# Exercise instructions
Retype the records below exactly as they appear.

━━ Available records

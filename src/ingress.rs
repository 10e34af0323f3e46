//! Inbound webhook deliveries from Telegram.

use std::sync::Arc;

use axum::{
    body::Bytes,
    extract::{Path, State},
    http::StatusCode,
};
use teloxide::types::Update;
use tracing::{debug, warn};

use crate::error::{GatewayError, GatewayResult};
use crate::runtime::BotRuntime;
use crate::server::AppState;

/// Authenticate, parse and hand one delivery to the runtime. Returns once the
/// dispatch is accepted; the handler itself runs in the background.
///
/// Check order matters: a bad secret is rejected before the runtime state is
/// consulted and before the body is parsed.
pub fn accept_delivery(
    runtime: &BotRuntime,
    expected_secret: &str,
    secret: &str,
    body: &[u8],
) -> GatewayResult<()> {
    if secret != expected_secret {
        warn!("Received webhook call with an invalid secret");
        return Err(GatewayError::Unauthorized);
    }
    if !runtime.is_running() {
        warn!("Webhook call while bot runtime is {:?}", runtime.state());
        return Err(GatewayError::not_running());
    }
    let update: Update = serde_json::from_slice(body).map_err(|e| {
        warn!("Malformed update payload: {}", e);
        GatewayError::BadRequest(format!("malformed update: {}", e))
    })?;
    debug!("Accepted update {}", update.id.0);
    runtime.process_update(update)
}

/// POST /webhook/{secret}
pub async fn receive_update(
    State(state): State<Arc<AppState>>,
    Path(secret): Path<String>,
    body: Bytes,
) -> GatewayResult<StatusCode> {
    accept_delivery(&state.runtime, state.control.secret(), &secret, &body)?;
    Ok(StatusCode::OK)
}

━━━━

# Written answer
filename src/ingress.rs
repository 10e34af0323f3e46
//! Inbound webhook deliveries from Telegram.

use std::sync::Arc;

use axum::{
    body::Bytes,
    extract::{Path, State},
    http::StatusCode,
};
use teloxide::types::Update;
use tracing::{debug, warn};

use crate::error::{GatewayError, GatewayResult};
use crate::runtime::BotRuntime;
use crate::server::AppState;

/// Authenticate, parse and hand one delivery to the runtime. Returns once the
/// dispatch is accepted; the handler itself runs in the background.
///
/// Check order matters: a bad secret is rejected before the runtime state is
/// consulted and before the body is parsed.
pub fn accept_delivery(
    runtime: &BotRuntime,
    expected_secret: &str,
    secret: &str,
    body: &[u8],
) -> GatewayResult<()> {
    if secret != expected_secret {
        warn!("Received webhook call with an invalid secret");
        return Err(GatewayError::Unauthorized);
    }
    if !runtime.is_running() {
        warn!("Webhook call while bot runtime is {:?}", runtime.state());
        return Err(GatewayError::not_running());
    }
    let update: Update = serde_json::from_slice(body).map_err(|e| {
        warn!("Malformed update payload: {}", e);
        GatewayError::BadRequest(format!("malformed update: {}", e))
    })?;
    debug!("Accepted update {}", update.id.0);
    runtime.process_update(update)
}

/// POST /webhook/{secret}
pub async fn receive_update(
    State(state): State<Arc<AppState>>,
    Path(secret): Path<String>,
    body: Bytes,
) -> GatewayResult<StatusCode> {
    accept_delivery(&state.runtime, state.control.secret(), &secret, &body)?;
    Ok(StatusCode::OK)
}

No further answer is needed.